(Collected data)
****************************************

#![warn(missing_docs)]
#![warn(clippy::missing_docs_in_private_items)]

use crate::constants::TRUNCATION_NOTICE;

/// Largest index `<= limit` that falls on a char boundary of `content`.
pub fn floor_char_boundary(content: &str, limit: usize) -> usize {
    if limit >= content.len() {
        return content.len();
    }

    let mut end = limit;
    while end > 0 && !content.is_char_boundary(end) {
        end -= 1;
    }
    end
}

/// Truncates `content` to at most `limit` bytes, appending a notice to
/// indicate omitted output. Content within the limit is returned unchanged.
pub fn truncate_with_notice(content: &str, limit: usize) -> String {
    if content.len() <= limit {
        return content.to_string();
    }

    let mut truncated = content[..floor_char_boundary(content, limit)].to_string();
    truncated.push_str(TRUNCATION_NOTICE);
    truncated
}

/// Escapes the characters that are significant in HTML text and attribute
/// values.
pub fn escape_html(text: &str) -> String {
    let mut out = String::with_capacity(text.len());
    for c in text.chars() {
        match c {
            '&' => out.push_str("&amp;"),
            '<' => out.push_str("&lt;"),
            '>' => out.push_str("&gt;"),
            '"' => out.push_str("&quot;"),
            '\'' => out.push_str("&#x27;"),
            _ => out.push(c),
        }
    }
    out
}

/// Escapes text for embedding inside a JavaScript template literal
/// (`` `...` ``).
///
/// Backslash, backtick, newline, dollar sign and tab are backslash-escaped, in
/// that order.
pub fn escape_template_literal(text: &str) -> String {
    text.replace('\\', "\\\\")
        .replace('`', "\\`")
        .replace('\n', "\\n")
        .replace('$', "\\$")
        .replace('\t', "\\t")
}

/// Escapes text for embedding inside a double-quoted JavaScript string that
/// itself lives in a `<script>` element.
pub fn escape_js_string(text: &str) -> String {
    let mut out = String::with_capacity(text.len());
    for c in text.chars() {
        match c {
            '\\' => out.push_str("\\\\"),
            '"' => out.push_str("\\\""),
            '\n' => out.push_str("\\n"),
            '\r' => out.push_str("\\r"),
            '<' => out.push_str("\\u003c"),
            '>' => out.push_str("\\u003e"),
            _ => out.push(c),
        }
    }
    out
}

/// Replaces the first `{}` placeholders of `template` with `args`, in order.
pub fn fill(template: &str, args: &[&str]) -> String {
    let mut out = String::with_capacity(template.len());
    let mut rest = template;
    let mut args = args.iter();

    while let Some(pos) = rest.find("{}") {
        let Some(arg) = args.next() else { break };
        out.push_str(&rest[..pos]);
        out.push_str(arg);
        rest = &rest[pos + 2..];
    }

    out.push_str(rest);
    out
}
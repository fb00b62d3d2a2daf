#![warn(missing_docs)]
#![warn(clippy::missing_docs_in_private_items)]

//! Bounded unified diffs between expected and actual program output.

use std::ops::Range;

use similar::{Algorithm, ChangeTag, DiffOp, capture_diff_slices, group_diff_ops};

use crate::{
    constants::{DIFF_BYTE_CEILING, DIFF_ELLIPSIS},
    envelope::RenderOptions,
    util::truncate_with_notice,
};

/// Splits `text` into lines, keeping a trailing newline as a synthetic `"\n"`
/// line so that outputs with and without a final newline compare as
/// different.
fn split_lines(text: &str) -> Vec<&str> {
    let mut lines: Vec<&str> = text.lines().collect();
    if text.ends_with('\n') {
        lines.push("\n");
    }
    lines
}

/// Formats one side of a hunk header range (`start,len` with 1-based start).
fn format_range(range: Range<usize>) -> String {
    let length = range.len();
    let beginning = range.start + 1;
    match length {
        1 => format!("{beginning}"),
        0 => format!("{},0", beginning - 1),
        _ => format!("{beginning},{length}"),
    }
}

/// Computes the full list of unified diff lines between `old` and `new`,
/// without file headers.
fn unified_lines(old: &[&str], new: &[&str], context_lines: usize) -> Vec<String> {
    let ops = capture_diff_slices(Algorithm::Myers, old, new);
    let mut lines = Vec::new();

    for group in group_diff_ops(ops, context_lines) {
        if group.iter().all(|op| matches!(op, DiffOp::Equal { .. })) {
            continue;
        }
        let (Some(first), Some(last)) = (group.first(), group.last()) else {
            continue;
        };

        let old_range = first.old_range().start..last.old_range().end;
        let new_range = first.new_range().start..last.new_range().end;
        lines.push(format!("@@ -{} +{} @@", format_range(old_range), format_range(new_range)));

        for op in &group {
            for change in op.iter_changes(old, new) {
                let prefix = match change.tag() {
                    ChangeTag::Equal => ' ',
                    ChangeTag::Delete => '-',
                    ChangeTag::Insert => '+',
                };
                lines.push(format!("{prefix}{}", change.value()));
            }
        }
    }

    lines
}

/// Computes a diff between the program output and the expected output.
///
/// Both texts are cut at [`DIFF_BYTE_CEILING`] first. The diff goes from
/// `expected` to `actual`, keeps `context_lines` lines around each change and
/// is limited to `max_lines` lines (`None` means no limit); a diff that was
/// cut ends with `"..."`. When there is no difference at all, the expected
/// output is returned instead so that viewers always get a preview.
pub fn compute(
    actual: &str,
    expected: &str,
    max_lines: Option<usize>,
    context_lines: usize,
) -> String {
    let expected = truncate_with_notice(expected, DIFF_BYTE_CEILING);
    let actual = truncate_with_notice(actual, DIFF_BYTE_CEILING);

    let lines = unified_lines(&split_lines(&expected), &split_lines(&actual), context_lines);
    let limit = max_lines.unwrap_or(usize::MAX);

    let mut diff = lines.iter().take(limit).map(String::as_str).collect::<Vec<_>>().join("\n");
    if lines.len() > limit {
        diff.push('\n');
        diff.push_str(DIFF_ELLIPSIS);
    }

    if diff.is_empty() { expected } else { diff }
}

/// Diff settings taken from a task's feedback options.
#[derive(Debug, Clone, Copy, PartialEq, Eq)]
pub struct DiffEngine {
    /// Maximum number of diff lines, `None` for unbounded.
    max_lines:     Option<usize>,
    /// Context lines around each change.
    context_lines: usize,
}

impl DiffEngine {
    /// Creates a diff engine with explicit limits.
    pub fn new(max_lines: Option<usize>, context_lines: usize) -> Self {
        Self {
            max_lines,
            context_lines,
        }
    }

    /// Maximum number of diff lines.
    pub fn max_lines(&self) -> Option<usize> {
        self.max_lines
    }

    /// Number of context lines.
    pub fn context_lines(&self) -> usize {
        self.context_lines
    }

    /// See [`compute`].
    pub fn compute(&self, actual: &str, expected: &str) -> String {
        compute(actual, expected, self.max_lines, self.context_lines)
    }
}

impl From<&RenderOptions> for DiffEngine {
    fn from(options: &RenderOptions) -> Self {
        Self::new(options.diff_max_lines(), options.diff_context_lines())
    }
}

impl Default for DiffEngine {
    fn default() -> Self {
        Self::from(&RenderOptions::default())
    }
}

****************************************

*Problem*
Would you print exactly the lines from the first line of the entries above through the line that has "pub fn truncate_with_notice(content: &str, limit: usize)", both included, and stop there?

*Result of the task*
#![warn(missing_docs)]
#![warn(clippy::missing_docs_in_private_items)]

use crate::constants::TRUNCATION_NOTICE;

/// Largest index `<= limit` that falls on a char boundary of `content`.
pub fn floor_char_boundary(content: &str, limit: usize) -> usize {
    if limit >= content.len() {
        return content.len();
    }

    let mut end = limit;
    while end > 0 && !content.is_char_boundary(end) {
        end -= 1;
    }
    end
}

/// Truncates `content` to at most `limit` bytes, appending a notice to
/// indicate omitted output. Content within the limit is returned unchanged.
pub fn truncate_with_notice(content: &str, limit: usize) -> String {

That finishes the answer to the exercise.